Halıcıoğlu, kendi imkanlarıyla tarihi ortaya çıkarmaya çalıştığını ancak büyük şehirlerden tarihin yok olmaması için destek beklediğini vurguladı: “Buraların mağara olduğunu biliyorduk ama şartlar o zaman çok farklıydı, içeri giremiyorduk. Fakat biz içindeki molozları temizleyince tarih gün ışığına çıktı. Hocalarımızla oturup konuştuk, incelediler. Devlet yetkililerimizden, Valimiz Gökmen Çiçek, büyük katkı sağladı ve vermeye devam ediyor. Ancak sadece valimizin desteğiyle olmuyor, şehir büyüklerimizin bu konuya daha fazla ilgi göstermesini istiyoruz. Böyle bir tarih yok olmamalı.” diye konuştu.

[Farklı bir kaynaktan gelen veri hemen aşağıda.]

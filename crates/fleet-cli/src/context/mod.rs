use fleet_api::ApiClient;
use fleet_config::FleetConfig;

/// Shared application resources initialized once at startup.
#[derive(Debug)]
pub struct AppContext {
    pub config: FleetConfig,
    pub api: ApiClient,
}

impl AppContext {
    /// Build the API client from the loaded configuration.
    ///
    /// # Errors
    ///
    /// Returns an error when `api.base_url` is not configured; the message
    /// points at the config file and env var that can set it.
    pub fn init(config: FleetConfig) -> anyhow::Result<Self> {
        let api_config = config.require_api().map_err(|error| {
            anyhow::anyhow!(
                "{error}\nset `base_url` under [api] in ~/.config/fleetops/config.toml \
                 or export FLEETOPS_API__BASE_URL"
            )
        })?;

        let api = ApiClient::new(api_config.base(), api_config.timeout_secs);

        Ok(Self { config, api })
    }
}

#[cfg(test)]
mod tests {
    use super::AppContext;
    use fleet_config::{ApiConfig, FleetConfig};

    #[test]
    fn init_fails_without_base_url() {
        let err = AppContext::init(FleetConfig::default()).unwrap_err();
        assert!(err.to_string().contains("FLEETOPS_API__BASE_URL"));
    }

    #[test]
    fn init_builds_client_when_configured() {
        let config = FleetConfig {
            api: ApiConfig {
                base_url: "https://api.example.com/".into(),
                ..Default::default()
            },
            ..Default::default()
        };
        let ctx = AppContext::init(config).expect("context should initialize");
        assert_eq!(ctx.config.api.base(), "https://api.example.com");
    }
}
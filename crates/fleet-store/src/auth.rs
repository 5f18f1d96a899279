//! State container for the sign-in / sign-up / OTP flow.

use fleet_core::entities::User;
use fleet_core::enums::OpStatus;

/// One of the four auth actions the backend exposes.
#[derive(Debug, Clone, Copy, PartialEq, Eq)]
pub enum AuthAction {
    SignIn,
    SignUp,
    VerifyOtp,
    ResendOtp,
}

/// Tracks the bearer token, the signed-in user, and one status per auth
/// action.
#[derive(Debug, Clone, Default)]
pub struct AuthStore {
    pub token: Option<String>,
    pub user: Option<User>,
    pub sign_in_status: OpStatus,
    pub sign_up_status: OpStatus,
    pub verify_otp_status: OpStatus,
    pub resend_otp_status: OpStatus,
    /// Message from the most recent failed action.
    pub error: Option<String>,
}

impl AuthStore {
    #[must_use]
    pub fn new() -> Self {
        Self::default()
    }

    /// Seed the store with a token persisted by a previous session.
    #[must_use]
    pub fn with_token(token: Option<String>) -> Self {
        Self {
            token,
            ..Self::default()
        }
    }

    /// Whether a bearer token is present.
    #[must_use]
    pub const fn is_signed_in(&self) -> bool {
        self.token.is_some()
    }

    /// Mark `action` as in flight and clear any stale error.
    pub fn begin(&mut self, action: AuthAction) {
        *self.status_mut(action) = OpStatus::IsLoading;
        self.error = None;
    }

    /// Mark `action` as failed and record its message.
    pub fn fail(&mut self, action: AuthAction, message: impl Into<String>) {
        *self.status_mut(action) = OpStatus::Failed;
        self.error = Some(message.into());
    }

    /// Sign-in succeeded: keep the token and the signed-in user.
    pub fn complete_sign_in(&mut self, token: String, user: User) {
        self.sign_in_status = OpStatus::Succeeded;
        self.token = Some(token);
        self.user = Some(user);
    }

    /// Sign-up succeeded; the account still awaits OTP verification.
    pub fn complete_sign_up(&mut self) {
        self.sign_up_status = OpStatus::Succeeded;
    }

    /// OTP verification succeeded; the account can now sign in.
    pub fn complete_verify_otp(&mut self) {
        self.verify_otp_status = OpStatus::Succeeded;
    }

    /// A fresh OTP was sent.
    pub fn complete_resend_otp(&mut self) {
        self.resend_otp_status = OpStatus::Succeeded;
    }

    /// Drop the session: token, user, and error.
    pub fn sign_out(&mut self) {
        self.token = None;
        self.user = None;
        self.error = None;
    }

    /// Status of the given action.
    #[must_use]
    pub fn status(&self, action: AuthAction) -> OpStatus {
        match action {
            AuthAction::SignIn => self.sign_in_status,
            AuthAction::SignUp => self.sign_up_status,
            AuthAction::VerifyOtp => self.verify_otp_status,
            AuthAction::ResendOtp => self.resend_otp_status,
        }
    }

    fn status_mut(&mut self, action: AuthAction) -> &mut OpStatus {
        match action {
            AuthAction::SignIn => &mut self.sign_in_status,
            AuthAction::SignUp => &mut self.sign_up_status,
            AuthAction::VerifyOtp => &mut self.verify_otp_status,
            AuthAction::ResendOtp => &mut self.resend_otp_status,
        }
    }
}

#[cfg(test)]
mod tests {
    use pretty_assertions::assert_eq;

    use super::*;

    fn user() -> User {
        serde_json::from_str(
            r#"{
                "_id": "usr_1",
                "first_name": "Amina",
                "last_name": "Yusuf",
                "role": "driver",
                "designation": "Lead Driver",
                "email": "amina@example.com"
            }"#,
        )
        .unwrap()
    }

    #[test]
    fn starts_signed_out() {
        let store = AuthStore::new();
        assert!(!store.is_signed_in());
        assert_eq!(store.sign_in_status, OpStatus::Idle);
    }

    #[test]
    fn persisted_token_counts_as_signed_in() {
        let store = AuthStore::with_token(Some("jwt-abc".into()));
        assert!(store.is_signed_in());
        assert!(store.user.is_none());
    }

    #[test]
    fn sign_in_keeps_token_and_user() {
        let mut store = AuthStore::new();
        store.begin(AuthAction::SignIn);
        assert_eq!(store.sign_in_status, OpStatus::IsLoading);

        store.complete_sign_in("jwt-abc".into(), user());
        assert_eq!(store.sign_in_status, OpStatus::Succeeded);
        assert_eq!(store.token.as_deref(), Some("jwt-abc"));
        assert_eq!(store.user.as_ref().unwrap().email, "amina@example.com");
    }

    #[test]
    fn failure_records_message_without_touching_token() {
        let mut store = AuthStore::with_token(Some("jwt-abc".into()));
        store.begin(AuthAction::VerifyOtp);
        store.fail(AuthAction::VerifyOtp, "OTP expired");

        assert_eq!(store.verify_otp_status, OpStatus::Failed);
        assert_eq!(store.error.as_deref(), Some("OTP expired"));
        assert!(store.is_signed_in());
    }

    #[test]
    fn sign_out_drops_the_session() {
        let mut store = AuthStore::new();
        store.complete_sign_in("jwt-abc".into(), user());
        store.sign_out();

        assert!(!store.is_signed_in());
        assert!(store.user.is_none());
    }

    #[test]
    fn statuses_are_tracked_independently() {
        let mut store = AuthStore::new();
        store.begin(AuthAction::ResendOtp);
        store.complete_sign_up();

        assert_eq!(store.status(AuthAction::ResendOtp), OpStatus::IsLoading);
        assert_eq!(store.status(AuthAction::SignUp), OpStatus::Succeeded);
        assert_eq!(store.status(AuthAction::SignIn), OpStatus::Idle);
    }
}
use serde::Serialize;
use serde_json::Value;

use crate::cli::OutputFormat;
use crate::ui;

pub mod table;

/// Render a serializable response to a string in the requested format.
pub fn render<T: Serialize>(value: &T, format: OutputFormat) -> anyhow::Result<String> {
    match format {
        OutputFormat::Json => Ok(serde_json::to_string_pretty(value)?),
        OutputFormat::Table => render_table(value),
        OutputFormat::Raw => Ok(serde_json::to_string(value)?),
    }
}

/// Print a serializable response in the requested format.
pub fn output<T: Serialize>(value: &T, format: OutputFormat) -> anyhow::Result<()> {
    let rendered = render(value, format)?;
    println!("{rendered}");
    Ok(())
}

fn render_table<T: Serialize>(value: &T) -> anyhow::Result<String> {
    let prefs = ui::prefs();
    let options = table::TableOptions {
        max_width: prefs.term_width,
        color: prefs.table_color,
    };

    let value = serde_json::to_value(value)?;
    match value {
        Value::Array(items) => render_array_table(&items, options),
        Value::Object(map) => {
            let headers = ["field", "value"];
            let rows = map
                .into_iter()
                .map(|(key, value)| {
                    let cell = display_cell(&key, &value);
                    vec![key, cell]
                })
                .collect::<Vec<_>>();
            Ok(table::render_entity_table(&headers, &rows, options))
        }
        scalar => {
            let headers = ["value"];
            let rows = vec![vec![value_to_cell(&scalar)]];
            Ok(table::render_entity_table(&headers, &rows, options))
        }
    }
}

fn render_array_table(items: &[Value], options: table::TableOptions) -> anyhow::Result<String> {
    if items.is_empty() {
        return Ok(String::from("(no records)"));
    }

    let all_objects = items.iter().all(Value::is_object);
    if !all_objects {
        let headers = ["value"];
        let rows = items
            .iter()
            .map(|item| vec![value_to_cell(item)])
            .collect::<Vec<_>>();
        return Ok(table::render_entity_table(&headers, &rows, options));
    }

    // Column order follows the first record's field order, so `_id` and the
    // vehicle identifiers land on the left the way the web tables showed them.
    let mut headers = Vec::<String>::new();
    for item in items {
        if let Some(map) = item.as_object() {
            for key in map.keys() {
                if !headers.contains(key) {
                    headers.push(key.clone());
                }
            }
        }
    }

    if headers.is_empty() {
        return Ok(String::from("(no columns)"));
    }

    let header_refs = headers.iter().map(String::as_str).collect::<Vec<_>>();
    let rows = items
        .iter()
        .filter_map(Value::as_object)
        .map(|map| {
            headers
                .iter()
                .map(|header| {
                    map.get(header)
                        .map_or_else(|| String::from("-"), |value| display_cell(header, value))
                })
                .collect::<Vec<_>>()
        })
        .collect::<Vec<_>>();

    Ok(table::render_entity_table(&header_refs, &rows, options))
}

/// Render one table cell, formatting server timestamps for humans.
fn display_cell(key: &str, value: &Value) -> String {
    if matches!(key, "createdAt" | "created_at") {
        if let Some(raw) = value.as_str() {
            if let Ok(ts) = raw.parse::<chrono::DateTime<chrono::Utc>>() {
                return fleet_core::dates::format_timestamp(ts);
            }
        }
    }
    value_to_cell(value)
}

fn value_to_cell(value: &Value) -> String {
    match value {
        Value::Null => String::from("null"),
        Value::Bool(v) => v.to_string(),
        Value::Number(v) => v.to_string(),
        Value::String(v) => v.clone(),
        other => serde_json::to_string(other).unwrap_or_else(|_| String::from("<invalid-json>")),
    }
}

#[cfg(test)]
mod tests {
    use serde::Serialize;

    use super::render;
    use crate::cli::OutputFormat;

    #[derive(Serialize)]
    struct Example {
        id: &'static str,
        veh_number: &'static str,
        km: u32,
    }

    #[test]
    fn json_render_is_valid_json() {
        let value = Example {
            id: "a1",
            veh_number: "GW-881-22",
            km: 590,
        };
        let out = render(&value, OutputFormat::Json).expect("json render should work");
        let parsed: serde_json::Value = serde_json::from_str(&out).expect("json should parse");
        assert_eq!(parsed["veh_number"], "GW-881-22");
        assert_eq!(parsed["km"], 590);
    }

    #[test]
    fn raw_render_is_single_line_json() {
        let value = Example {
            id: "a1",
            veh_number: "GW-881-22",
            km: 590,
        };
        let out = render(&value, OutputFormat::Raw).expect("raw render should work");
        assert!(!out.contains('\n'));
    }

    #[test]
    fn table_render_for_object_is_tabular() {
        let value = Example {
            id: "a1",
            veh_number: "GW-881-22",
            km: 590,
        };
        let out = render(&value, OutputFormat::Table).expect("table render should work");
        assert!(out.lines().next().is_some_and(|line| line.contains("field")));
        assert!(out.contains("veh_number"));
    }

    #[test]
    fn table_render_for_list_uses_record_columns() {
        let values = vec![
            Example {
                id: "a1",
                veh_number: "GW-881-22",
                km: 590,
            },
            Example {
                id: "a2",
                veh_number: "GT-5512-19",
                km: 120,
            },
        ];
        let out = render(&values, OutputFormat::Table).expect("table render should work");
        let lines: Vec<&str> = out.lines().collect();
        assert!(lines[0].contains("id"));
        assert!(lines[0].contains("veh_number"));
        assert!(lines[1].chars().all(|c| c == '-'));
        assert!(lines[2].contains("GW-881-22"));
    }

    #[test]
    fn created_at_cells_render_human_timestamps() {
        let value = serde_json::json!({
            "_id": "a1",
            "createdAt": "2025-03-04T21:15:00Z"
        });
        let out = render(&value, OutputFormat::Table).expect("table render should work");
        assert!(out.contains("Mar 04, 2025 09:15:00 PM"));
    }

    #[test]
    fn empty_list_renders_placeholder() {
        let values: Vec<Example> = vec![];
        let out = render(&values, OutputFormat::Table).expect("table render should work");
        assert_eq!(out, "(no records)");
    }
}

“Dünyada Oldukça İlgi Çekici”
UNESCO Dünya Mirası Geçici Listesi'nde yer alan Koramaz Vadisi'nde birçok oyma yapının bulunduğunu aktaran Çevre ve Kültür Değerlerini Koruma ve Tanıtım Vakfı (ÇEKÜL) Kayseri İl Temsilcisi Prof. Dr. Osman Özsoy, “Bulunduğu topluma uygun birçok yapı var. Kendi evinin altında, hatta aynı köyde yan yana, 3, 5, 10 tane bunun çok örneği var. Koramaz Vadisi'nde kaya oyma dini yapıları görüyoruz. 2000 yıl kadar kabaca bir tarihleme yapmak mümkün. Ayrıca bazı freskolar, sanat tarihçileri tarafından incelenerek tarihlendirilebilir. Paris Üniversitesi'nden Prof. Katrin bu noktada uzman ve ara ara bölgeyi ziyaret ediyor. Böyle bir tarihlendirmeyi çok rahatlıkla yapabiliyorlar. Fakat zaman içerisinde bu yapıların işlevleri değişmiş olabilir. Ateş yakıldığında ya da bulunan seramik parçalarının tarihlemesi gibi çalışmalarla daha nitelikli bir tarihleme yapılmasını umuyoruz.” şeklinde konuştu.
Bu tür yapıların Anadolu ve dünyada dikkat çekici olduğuna değinen Prof. Dr. Özsoy, “Ağırnas, yer altı şehirleri ve taşlarıyla meşhur bir yer. Mimar Sinan'ın evinin bulunduğu bölgede, yukarıdaki harmanlar ile aşağıdaki Koramaz Vadisi arasındaki yükseklik, bu yer altı şehirlerine sahip. Ağırnas'ın Kapadokya'nın tipik görüntüsünü barındırdığını, taşın işlenmesinin kolay olduğunu ve farklı yaşam alanlarına sahip olduğunu belirti. Buradaki yapıların, geçmişte insanların burada yaşadığı ve hayatlarını sürdürdükleri, Günümüzde ise hem tüm Anadolu'da hem dünyada oldukça ilgi çekici bir hal aldığını ifade etti.” dedi.
“2 Bin Yıla Tarihlendirmek Mümkün”
Yer altı şehrinin 2 bin yıla tarihlendirilebileceğini ekleyen Prof. Dr. Osman Özsoy, “Ağırnas'ın tarihi bölgelerinde tüm şehri yer altından gezmek mümkün. Arada gizlilik ve güvenlik sebepleriyle kapatılan alanlar mevcut. Bunları temizlediğimizde, beldenin katmanlarının birbirine bağlı olduğunu göreceğiz. Güneş görmeden camiye ulaşmanız ya da tamamen sırlarla dolu olan Koramaz Vadisi'ne inmeniz mümkün. Kapadokya'nın hem dikey hem de yatay yer altı şehirlerinin örneklerine buradan ulaşabiliyoruz. İnsanların yaşamsal alanlarına yönelik dini yapılar burada ön plana çıkıyor. Dolayısıyla, 2 bin yıl gibi bir tarihleme ekonomisi yapılabilir.” diye belirtti.